Earth Is Room Enough is a collection of fifteen short science fiction and fantasy stories and two pieces of comic verse by American writer Isaac Asimov, published in 1957. In his autobiography In Joy Still Felt, Asimov wrote, "I was still thinking of the remarks of reviewers such as George O. Smith... concerning my penchant for wandering over the Galaxy. I therefore picked stories that took place on Earth and called the book Earth Is Room Enough." The collection includes one story from the Robot series and four stories that feature or mention the fictional computer Multivac.

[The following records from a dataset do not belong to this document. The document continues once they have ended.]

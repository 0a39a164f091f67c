pub mod basic_block_builder;
pub mod flow_graph_builder;
pub mod flow_instruction_builder;
pub mod instruction_builder;

pub use basic_block_builder::BasicBlockBuilder;
pub use flow_graph_builder::FlowGraphBuilder;
pub use flow_instruction_builder::FlowInstructionBuilder;
pub use instruction_builder::InstructionBuilder;
use crate::ir::analysis::analysis_cache::FlowGraphAnalysis;
use crate::ir::flow_graph::FlowGraph;
use crate::ir::flow_graph_update::FlowGraphUpdate;
use crate::ir::tags::BasicBlockTag;
use rustc_hash::{FxHashMap, FxHashSet};
use std::sync::{Arc, OnceLock};

/// Which blocks can reach which, through at least one branch.
///
/// Only the successor lists are built up front. The set of blocks reachable
/// from a given source is computed the first time that source is queried.
#[derive(Debug, Clone, Default)]
pub struct BlockReachability {
    successors: FxHashMap<BasicBlockTag, Vec<BasicBlockTag>>,
    strictly_reachable: FxHashMap<BasicBlockTag, OnceLock<FxHashSet<BasicBlockTag>>>,
}

impl BlockReachability {
    fn from_successors(successors: FxHashMap<BasicBlockTag, Vec<BasicBlockTag>>) -> Self {
        let strictly_reachable = successors
            .keys()
            .map(|tag| (tag.clone(), OnceLock::new()))
            .collect();
        BlockReachability {
            successors,
            strictly_reachable,
        }
    }

    fn closure(&self, source: &BasicBlockTag) -> Option<&FxHashSet<BasicBlockTag>> {
        let cell = self.strictly_reachable.get(source)?;
        Some(cell.get_or_init(|| {
            let mut reachable = FxHashSet::default();
            let mut worklist: Vec<&BasicBlockTag> =
                self.successors.get(source).into_iter().flatten().collect();
            while let Some(block) = worklist.pop() {
                if reachable.insert(block.clone()) {
                    if let Some(next) = self.successors.get(block) {
                        worklist.extend(next);
                    }
                }
            }
            reachable
        }))
    }

    /// True if `target` can be reached from `source` by taking one or more branches.
    pub fn is_strictly_reachable_from(&self, source: &BasicBlockTag, target: &BasicBlockTag) -> bool {
        self.closure(source)
            .is_some_and(|reachable| reachable.contains(target))
    }

    pub fn is_reachable_from(&self, source: &BasicBlockTag, target: &BasicBlockTag) -> bool {
        source == target || self.is_strictly_reachable_from(source, target)
    }

    pub fn strictly_reachable_blocks(&self, source: &BasicBlockTag) -> impl Iterator<Item = &BasicBlockTag> {
        self.closure(source).into_iter().flatten()
    }
}

pub struct BlockReachabilityAnalysis;

impl FlowGraphAnalysis<BlockReachability> for BlockReachabilityAnalysis {
    fn analyze(&self, graph: &FlowGraph) -> BlockReachability {
        let successors = graph
            .basic_blocks()
            .map(|block| (block.tag().clone(), block.flow().branch_targets()))
            .collect();
        BlockReachability::from_successors(successors)
    }

    /// Re-reads the successors of blocks whose flow changed, were added or
    /// were removed. Every cached closure is dropped.
    fn analyze_with_updates(
        &self,
        graph: &FlowGraph,
        previous: Arc<BlockReachability>,
        updates: &[FlowGraphUpdate],
    ) -> Arc<BlockReachability> {
        if !updates.iter().any(FlowGraphUpdate::changes_control_flow) {
            return previous;
        }

        let mut successors = previous.successors.clone();
        for update in updates {
            let tag = match update {
                FlowGraphUpdate::AddBasicBlock(tag)
                | FlowGraphUpdate::RemoveBasicBlock(tag)
                | FlowGraphUpdate::BasicBlockFlow(tag) => tag,
                _ => continue,
            };
            match graph.try_get_basic_block(tag) {
                Some(block) => {
                    successors.insert(tag.clone(), block.flow().branch_targets());
                }
                None => {
                    successors.remove(tag);
                }
            }
        }
        Arc::new(BlockReachability::from_successors(successors))
    }
}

In 2024, it was republished by HarperVoyager as the first half of "Living Space and Other Stories". It also formed the first half of "The Complete Stories, Volume 1" published in 2001.

==Contents==

- "The Dead Past" (1956), novelette, a Multivac story
- "The Foundation of S.F. Success" (1954), poem
- "Franchise" (1955), a Multivac story
- "Gimmicks Three" (1956)
- "Kid Stuff" (1953)
- "The Watery Place" (1956)
- "Living Space" (1956)
- "The Message" (1955)
- "Satisfaction Guaranteed" (1951), a Susan Calvin robot story
- "Hell-Fire" (1956)
- "The Last Trump" (1955)
- "The Fun They Had" (1951)
- "Jokester" (1956), a Multivac story
- "The Immortal Bard" (1953)
- "Someday" (1956), a Robots and Multivac story
- "The Author's Ordeal" (1957), poem
- "Dreaming Is a Private Thing" (1955)

==Sources==
- Tuck, Donald H. (1974). "The Encyclopedia of Science Fiction and Fantasy"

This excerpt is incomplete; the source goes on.